Last month's Alaska summit between President Trump and Vladimir Putin played out like a carefully staged Cold War-era reenactment. Images of handshakes and optimistic soundbites—promising “new opportunities”—weren’t matched by substance. Russia pressed for Ukraine to cede territory in return for vague security assurances, while the U.S. stood firm against deploying troops or combat assets, signaling there’s no appetite for escalation—even as Russian officials spun the summit as a path to peace.
For Washington, the Alaska talks should serve as a wake-up call. Despite two and a half years of bloody stalemate, neither Russia nor Ukraine has shown serious interest in compromise. Instead, both are locked in a grinding war of attrition where incremental battlefield gains have outsized political significance. As Turkey’s Erdoğan noted last week, neither side is prepared for meaningful face-to-face talks. Into this deadlock, the United States has shuttled billions in aid to Ukraine, with little gains to show. Pretending otherwise risks confusing wishful thinking with strategy.

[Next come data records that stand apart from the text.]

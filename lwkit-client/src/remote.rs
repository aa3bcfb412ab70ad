//! HTTP transport for the bookmark service.

use std::time::Duration;

use async_trait::async_trait;
use lwkit_core::{
    ApiEnvelope, ApiError, ApiResult, BookmarkApi, ClientConfig, Collection, Link, LinkUpdate,
    NewCollection, NewLink, SearchParams, Tag,
};
use reqwest::header::{HeaderMap, HeaderValue, AUTHORIZATION, CONTENT_TYPE};
use reqwest::Method;
use serde::de::DeserializeOwned;
use serde::Serialize;
use tracing::{debug, warn};

/// User-Agent sent with every request.
pub const USER_AGENT: &str = concat!("lwkit/", env!("CARGO_PKG_VERSION"));

const API_PREFIX: &str = "/api/v1";

/// Authenticated client for the bookmark service REST API.
///
/// Every call is attempted exactly once. Failures are classified into
/// [`ApiError`] variants; a request that exceeds the timeout surfaces as
/// [`ApiError::Connection`].
#[derive(Debug, Clone)]
pub struct RemoteClient {
    client: reqwest::Client,
    base_url: String,
}

impl RemoteClient {
    pub fn new(config: &ClientConfig) -> ApiResult<Self> {
        Self::with_timeout(&config.api_url, &config.api_token, config.request_timeout)
    }

    /// Build a client for `api_url` authenticated with `api_token`.
    pub fn with_timeout(api_url: &str, api_token: &str, timeout: Duration) -> ApiResult<Self> {
        let headers = build_headers(api_token)?;
        let client = reqwest::Client::builder()
            .timeout(timeout)
            .user_agent(USER_AGENT)
            .default_headers(headers)
            .build()
            .map_err(|e| ApiError::InvalidRequest(e.to_string()))?;
        Ok(Self {
            client,
            base_url: format!("{}{}", api_url.trim_end_matches('/'), API_PREFIX),
        })
    }

    /// Base URL including the API prefix.
    pub fn base_url(&self) -> &str {
        &self.base_url
    }

    /// Issue one request and return the raw JSON body.
    pub async fn request(
        &self,
        endpoint: &str,
        method: Method,
        body: Option<&serde_json::Value>,
    ) -> ApiResult<serde_json::Value> {
        let bytes = self.execute(method, endpoint, &[], body).await?;
        serde_json::from_slice(&bytes).map_err(|e| ApiError::Decode(e.to_string()))
    }

    async fn call<T, B>(
        &self,
        method: Method,
        endpoint: &str,
        query: &[(&'static str, String)],
        body: Option<&B>,
    ) -> ApiResult<T>
    where
        T: DeserializeOwned,
        B: Serialize + ?Sized,
    {
        let bytes = self.execute(method, endpoint, query, body).await?;
        serde_json::from_slice::<ApiEnvelope<T>>(&bytes)
            .map(|envelope| envelope.response)
            .map_err(|e| ApiError::Decode(format!("{endpoint}: {e}")))
    }

    async fn execute<B>(
        &self,
        method: Method,
        endpoint: &str,
        query: &[(&'static str, String)],
        body: Option<&B>,
    ) -> ApiResult<Vec<u8>>
    where
        B: Serialize + ?Sized,
    {
        let url = format!("{}{}", self.base_url, endpoint);
        debug!(method = %method, url = %url, "api request");

        let mut request = self.client.request(method.clone(), &url);
        if !query.is_empty() {
            request = request.query(query);
        }
        if let Some(body) = body {
            request = request.json(body);
        }

        let response = request.send().await.map_err(transport_error)?;
        let status = response.status();
        if !status.is_success() {
            let reason = status.canonical_reason().unwrap_or_default().to_string();
            let body = response.text().await.unwrap_or_default();
            warn!(method = %method, url = %url, status = status.as_u16(), "api request failed");
            return Err(ApiError::from_status(status.as_u16(), reason, body));
        }

        let bytes = response.bytes().await.map_err(transport_error)?;
        debug!(method = %method, url = %url, bytes = bytes.len(), "api response");
        Ok(bytes.to_vec())
    }
}

fn build_headers(api_token: &str) -> ApiResult<HeaderMap> {
    let mut headers = HeaderMap::new();
    let mut auth = HeaderValue::from_str(&format!("Bearer {api_token}"))
        .map_err(|e| ApiError::InvalidRequest(format!("invalid API token: {e}")))?;
    auth.set_sensitive(true);
    headers.insert(AUTHORIZATION, auth);
    headers.insert(CONTENT_TYPE, HeaderValue::from_static("application/json"));
    Ok(headers)
}

fn transport_error(err: reqwest::Error) -> ApiError {
    if err.is_decode() {
        ApiError::Decode(err.to_string())
    } else if err.is_builder() {
        ApiError::InvalidRequest(err.to_string())
    } else {
        ApiError::Connection(err.to_string())
    }
}

#[async_trait]
impl BookmarkApi for RemoteClient {
    async fn list_collections(&self) -> ApiResult<Vec<Collection>> {
        self.call::<_, ()>(Method::GET, "/collections", &[], None)
            .await
    }

    async fn list_tags(&self) -> ApiResult<Vec<Tag>> {
        self.call::<_, ()>(Method::GET, "/tags", &[], None).await
    }

    async fn search_links(&self, params: &SearchParams) -> ApiResult<Vec<Link>> {
        self.call::<_, ()>(Method::GET, "/links", &params.to_query_pairs(), None)
            .await
    }

    async fn create_link(&self, link: &NewLink) -> ApiResult<Link> {
        self.call(Method::POST, "/links", &[], Some(link)).await
    }

    async fn update_link(&self, update: &LinkUpdate) -> ApiResult<Link> {
        let endpoint = format!("/links/{}", update.id);
        self.call(Method::PUT, &endpoint, &[], Some(update)).await
    }

    async fn create_collection(&self, collection: &NewCollection) -> ApiResult<Collection> {
        self.call(Method::POST, "/collections", &[], Some(collection))
            .await
    }
}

Defense Priorities has long argued that the U.S. must align its policies with its actual security interests, and the Alaska summit underscored why. Washington has nothing to gain from dangling “mini-NATO” security guarantees for Ukraine—or suggesting that the U.S. will enforce a ceasefire it cannot credibly uphold—as it only raises expectations that America cannot and should not meet. Such promises invite hazardous conditions, encouraging Kyiv to take risks on the assumption that American forces will backstop them, while simultaneously provoking Moscow without altering the battlefield balance. Russia has already rejected any model that would involve Western forces fighting on behalf of Ukraine, and U.S. policymakers know that attempting to replicate NATO in all but name risks escalation with a rival nuclear power. That reluctance reflects prudent realism.
As Politico recently reported, senior defense officials remain wary of committing combat forces or air assets to Ukraine, recognizing the inherent danger of direct confrontation. This is the right instinct: restraint is not abandonment, but a recognition of limits—and a reminder that credibility comes not from promising the impossible, but from matching commitments to achievable ends.
Nor should Washington pin its hopes on European initiatives. Whether EU capitals or the U.K. expand their commitments to Kyiv is their decision, but it should not dictate American policy. The greater danger lies in chain-ganging: if European assistance outside NATO provokes a Russian strike on logistics hubs in Poland or elsewhere, Washington could be pressured to intervene against its own interests. The surest safeguard is not shifting burdens but limiting them—by drawing a clear line between what Europe may choose to do and what the U.S. will not.
That recognition of limits should also sharpen Washington’s own approach. Restraint does not mean abandoning Ukraine altogether, but it does mean avoiding promises we know we cannot fulfill. Rather than dangling NATO-lite guarantees or pretending the U.S. can enforce peace across shifting front lines, the more realistic framework for Ukraine’s future is armed neutrality. This approach avoids overpromising U.S. security guarantees while equipping Ukraine with the means to deter aggression. It is not a perfect solution, but it is far more achievable than offering NATO membership or pretending Washington can underwrite peace in perpetuity.
The Alaska summit underscored an uncomfortable truth: the war in Ukraine is not America’s to fight or to settle. Whether European states choose to expand their support for Kyiv is their decision—but it should not dictate U.S. policy. What matters for Washington is ensuring that we are not dragged in through the back door. Chain-ganging—where allies’ independent actions outside NATO could provoke Russian retaliation and then spark demands for U.S. involvement—would only recreate the very risks we seek to avoid.
That is why restraint remains the most responsible course. Walking away from unattainable ambitions—like trying to enforce a ceasefire across active battle lines or propping up NATO-lite security guarantees—does not weaken U.S. credibility. On the contrary, it prevents overextension and preserves our strength for challenges that matter more to American security, from balancing China in the Indo-Pacific to addressing urgent needs at home. By firewalling ourselves off from Ukraine, Washington can avoid being trapped by escalation risks it neither controls nor benefits from.
The Alaska summit takeaways made clear that Russia is not ready to compromise. Ukraine, understandably, is unwilling to trade away sovereignty. That leaves Washington with two options: continue fueling a proxy war with limited prospects for success, or firewall itself off from escalation risks and accept that the conflict’s outcome is not decisive for U.S. security. The latter path is not just sustainable—it is the only one consistent with American interests.